No eran ellos ahora, no eran esos patriarcas de la tribuna americana, los que con paso rápido, por no faltar con su voto necesario a la ocasión interesante, acudían a la sala agitadísima donde una cincuentena de proteccionistas hacía diligencias vanas por mermar la victoria de más de cien partidarios de Morrison. Randall, puro en sí, pero obligado a ricos, capitanea a los proteccionistas. Morrison, que trae al partido desmayado ojos claros, mano segura, seducción personal y sangre nueva, defiende con moderación la necesidad de que lleve su proyecto de rebaja al debate la importancia de una medida de partido.

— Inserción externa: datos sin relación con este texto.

#![forbid(unsafe_code)]

use rusqlite::{Connection, OptionalExtension, params};

use qc_core::config::ConfigKey;

use super::{ConfigSnapshot, SqliteStore, StoreError};

fn config_value_on(conn: &Connection, key: ConfigKey) -> Result<Option<String>, StoreError> {
    Ok(conn
        .query_row(
            "SELECT value FROM config WHERE key=?1",
            params![key.as_str()],
            |row| row.get(0),
        )
        .optional()?)
}

/// Read a key as i64, falling back to the key's default when the row is
/// missing or unparseable.
pub(super) fn config_i64_on(conn: &Connection, key: ConfigKey) -> Result<i64, StoreError> {
    let raw = config_value_on(conn, key)?;
    let fallback = || key.default_value().parse::<i64>().unwrap_or(0);
    Ok(raw
        .as_deref()
        .and_then(|v| v.trim().parse::<i64>().ok())
        .unwrap_or_else(fallback))
}

pub(super) fn config_f64_on(conn: &Connection, key: ConfigKey) -> Result<f64, StoreError> {
    let raw = config_value_on(conn, key)?;
    let fallback = || key.default_value().parse::<f64>().unwrap_or(0.0);
    Ok(raw
        .as_deref()
        .and_then(|v| v.trim().parse::<f64>().ok())
        .unwrap_or_else(fallback))
}

/// Typed view of the values captured into each job row at enqueue.
pub(super) fn snapshot_on(conn: &Connection) -> Result<ConfigSnapshot, StoreError> {
    Ok(ConfigSnapshot {
        max_retries: config_i64_on(conn, ConfigKey::MaxRetries)?,
        backoff_base: config_f64_on(conn, ConfigKey::BackoffBase)?,
        job_timeout_s: config_i64_on(conn, ConfigKey::JobTimeoutS)?,
    })
}

impl SqliteStore {
    pub(super) fn seed_config_defaults(&self) -> Result<(), StoreError> {
        for key in ConfigKey::ALL {
            self.conn.execute(
                "INSERT INTO config(key, value) VALUES (?1, ?2) ON CONFLICT(key) DO NOTHING",
                params![key.as_str(), key.default_value()],
            )?;
        }
        Ok(())
    }

    /// Current value for `key` (the seeded default when unset).
    pub fn config_get(&self, key: ConfigKey) -> Result<String, StoreError> {
        Ok(config_value_on(&self.conn, key)?
            .unwrap_or_else(|| key.default_value().to_string()))
    }

    /// Coerce and persist a value for a known key; returns the canonical
    /// stored form.
    pub fn config_set(&mut self, key: ConfigKey, raw: &str) -> Result<String, StoreError> {
        let canonical = key.coerce(raw)?;
        self.conn.execute(
            r#"
            INSERT INTO config(key, value) VALUES (?1, ?2)
            ON CONFLICT(key) DO UPDATE SET value=excluded.value
            "#,
            params![key.as_str(), canonical.as_str()],
        )?;
        Ok(canonical)
    }

    /// Every config pair, sorted by key.
    pub fn config_all(&self) -> Result<Vec<(String, String)>, StoreError> {
        let mut stmt = self
            .conn
            .prepare("SELECT key, value FROM config ORDER BY key ASC")?;
        let rows = stmt.query_map([], |row| Ok((row.get(0)?, row.get(1)?)))?;
        let mut out = Vec::new();
        for row in rows {
            out.push(row?);
        }
        Ok(out)
    }

    pub fn config_i64(&self, key: ConfigKey) -> Result<i64, StoreError> {
        config_i64_on(&self.conn, key)
    }

    pub fn config_f64(&self, key: ConfigKey) -> Result<f64, StoreError> {
        config_f64_on(&self.conn, key)
    }

    pub fn config_snapshot(&self) -> Result<ConfigSnapshot, StoreError> {
        snapshot_on(&self.conn)
    }
}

Cinco minutos habla Morrison; y nadie, excepto Carlisle, para aconsejar prudencia, habló más de cinco minutos. Ni en las sesiones formales de la Casa duran más las oraciones de los representantes, a no ser las de los magnos de la palabra a quienes se deja el cerrar el debate en discursos de una hora, que ellos suelen benévolamente repartir entre oradores amigos: ¡porque para parleros, estos americanos!
No falta en el cauces diputado o senador demócrata notable. Allí Cox, que cuando en días pasados censuraba a la Casa por limitarse a repeler de ingenioso y digno modo la soberbia acción de Bismarck en el caso de Lasker, dijo cosas calientes y bien dichas, que él se saca de su espíritu generoso y entero, y viste con un lenguaje musical y culto. Allí Kolman, de la raza de Lincoln, pensador juicioso y político inmaculado; allí Abraham Hewitt, orador de fama, en quien ni achaques ni años ni riquezas aflojan la noble pasión por los asuntos públicos, que con singular fortuna estudia, y con todos sus datos, para que estén cerca de sus labios elocuentes, lleva en su frente adoselada.

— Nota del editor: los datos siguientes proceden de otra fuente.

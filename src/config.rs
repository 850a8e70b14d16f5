//! Interpreter configuration.
//!
//! Modeled directly on `littrs::sandbox::Limits`: a small, optional-fields
//! struct applied once at `Interpreter` construction.

/// Resource limits and feature toggles for one execution context.
///
/// Both numeric limits are optional — `None` means unlimited, matching the
/// teacher's `Limits` convention.
#[derive(Debug, Clone)]
pub struct InterpreterConfig {
    /// Maximum call-stack depth for user-defined procedure calls. `None`
    /// means unlimited. This is the only guard spec.md §4.3.2 step 7 names
    /// ("intercept host-level stack-overflow"); we intercept it proactively
    /// by counting rather than by catching a real stack overflow, which
    /// Rust cannot do safely.
    pub max_call_depth: Option<usize>,

    /// When true (the default), a variable-read miss for a name that isn't
    /// a predefined function either is memoized into the initial scope so
    /// repeated misses are O(1). Never applied to a predefined function's
    /// name itself — caching that miss would make `eval_call`'s native-
    /// dispatch check see a stale local hit on the next call. Tests that
    /// want to observe the lookup happening more than once can disable
    /// this.
    pub cache_initial_scope_misses: bool,
}

impl Default for InterpreterConfig {
    fn default() -> Self {
        Self {
            max_call_depth: Some(2048),
            cache_initial_scope_misses: true,
        }
    }
}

La escaramuza dura poco. Morrison vence; pero se declara que el caucus no obliga a los representantes a votar por el proyecto aprobado. Como que triunfan los que mantienen la necesidad de rebajar la tarifa de importaciones, y no las contribuciones domésticas, Carlisle propone, con voto favorable, que sé declare a la vez necesaria la reducción de las contribuciones domésticas defendida por los proteccionistas. Mas esta concesión la reciben los vencidos de modo huraño... Y resulta que irá a la Casa como medida de todo el partido demócrata el proyecto que propone la rebaja de un veinte por ciento en los actuales derechos de entrada.

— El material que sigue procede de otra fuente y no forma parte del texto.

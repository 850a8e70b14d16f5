//! Objects (spec.md §3's `object` value variant).
//!
//! The language's object model is an external collaborator in full (class
//! bodies, inheritance, method resolution — none of that is specified
//! here); the core only needs enough of an `Object` to be a legitimate
//! `Value` variant and to serve as the `bound_object` a procedure carries
//! transiently after a member access (spec.md §3, §4.3.3, §9's "Transient
//! `bound_object` field" note).

use std::cell::RefCell;
use std::cmp::Ordering;
use std::collections::HashMap;
use std::rc::Rc;

use crate::ident::Identifier;
use crate::scope::Scope;
use crate::value::Value;

pub struct ObjectValue {
    pub class_name: String,
    pub members: HashMap<Identifier, Value>,
}

pub type ObjectHandle = Rc<RefCell<ObjectValue>>;

impl ObjectValue {
    pub fn new(class_name: impl Into<String>) -> ObjectHandle {
        Rc::new(RefCell::new(ObjectValue {
            class_name: class_name.into(),
            members: HashMap::new(),
        }))
    }

    /// Builds a scope frame exposing this object's members, used as the
    /// intermediate link between a bound method's callee frame and the
    /// caller when step 3 of spec.md §4.3.2 says "link `callee` to the
    /// owning object's members".
    pub fn member_scope(handle: &ObjectHandle, parent: &Scope) -> Scope {
        let frame = parent.new_child();
        for (name, value) in handle.borrow().members.iter() {
            frame.define_local(name.clone(), value.clone());
        }
        frame
    }
}

pub fn clone_deep(handle: &ObjectHandle) -> ObjectHandle {
    let src = handle.borrow();
    Rc::new(RefCell::new(ObjectValue {
        class_name: src.class_name.clone(),
        members: src
            .members
            .iter()
            .map(|(k, v)| (k.clone(), v.clone_deep()))
            .collect(),
    }))
}

pub fn compare(a: &ObjectHandle, b: &ObjectHandle) -> Ordering {
    if Rc::ptr_eq(a, b) {
        return Ordering::Equal;
    }
    let (a, b) = (a.borrow(), b.borrow());
    let by_class = a.class_name.cmp(&b.class_name);
    if by_class != Ordering::Equal {
        return by_class;
    }
    let mut a_keys: Vec<_> = a.members.keys().cloned().collect();
    a_keys.sort();
    let mut b_keys: Vec<_> = b.members.keys().cloned().collect();
    b_keys.sort();
    for (ak, bk) in a_keys.iter().zip(b_keys.iter()) {
        let c = ak.cmp(bk);
        if c != Ordering::Equal {
            return c;
        }
    }
    let len_cmp = a_keys.len().cmp(&b_keys.len());
    if len_cmp != Ordering::Equal {
        return len_cmp;
    }
    for key in &a_keys {
        let c = a.members[key].compare_total(&b.members[key]);
        if c != Ordering::Equal {
            return c;
        }
    }
    Ordering::Equal
}

pub fn display(handle: &ObjectHandle) -> String {
    format!("{}-object", handle.borrow().class_name)
}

Alegan los proteccionistas que la alarma que esta novedad de los demócratas cause, les privará de la victoria que en la próxima elección daban por segura. Creen por su parte los librecambistas que aunque eso fuera por esta vez cierto, el partido demócrata va derecho a la muerte, si., con los ojos puestos en lo futuro, no establece y defiende un programa visible de medidas vivas que puedan contrarrestar la influencia, arraigo y habilidad del partido republicano. Bien se pone en política el que se pone del lado de lo que viene.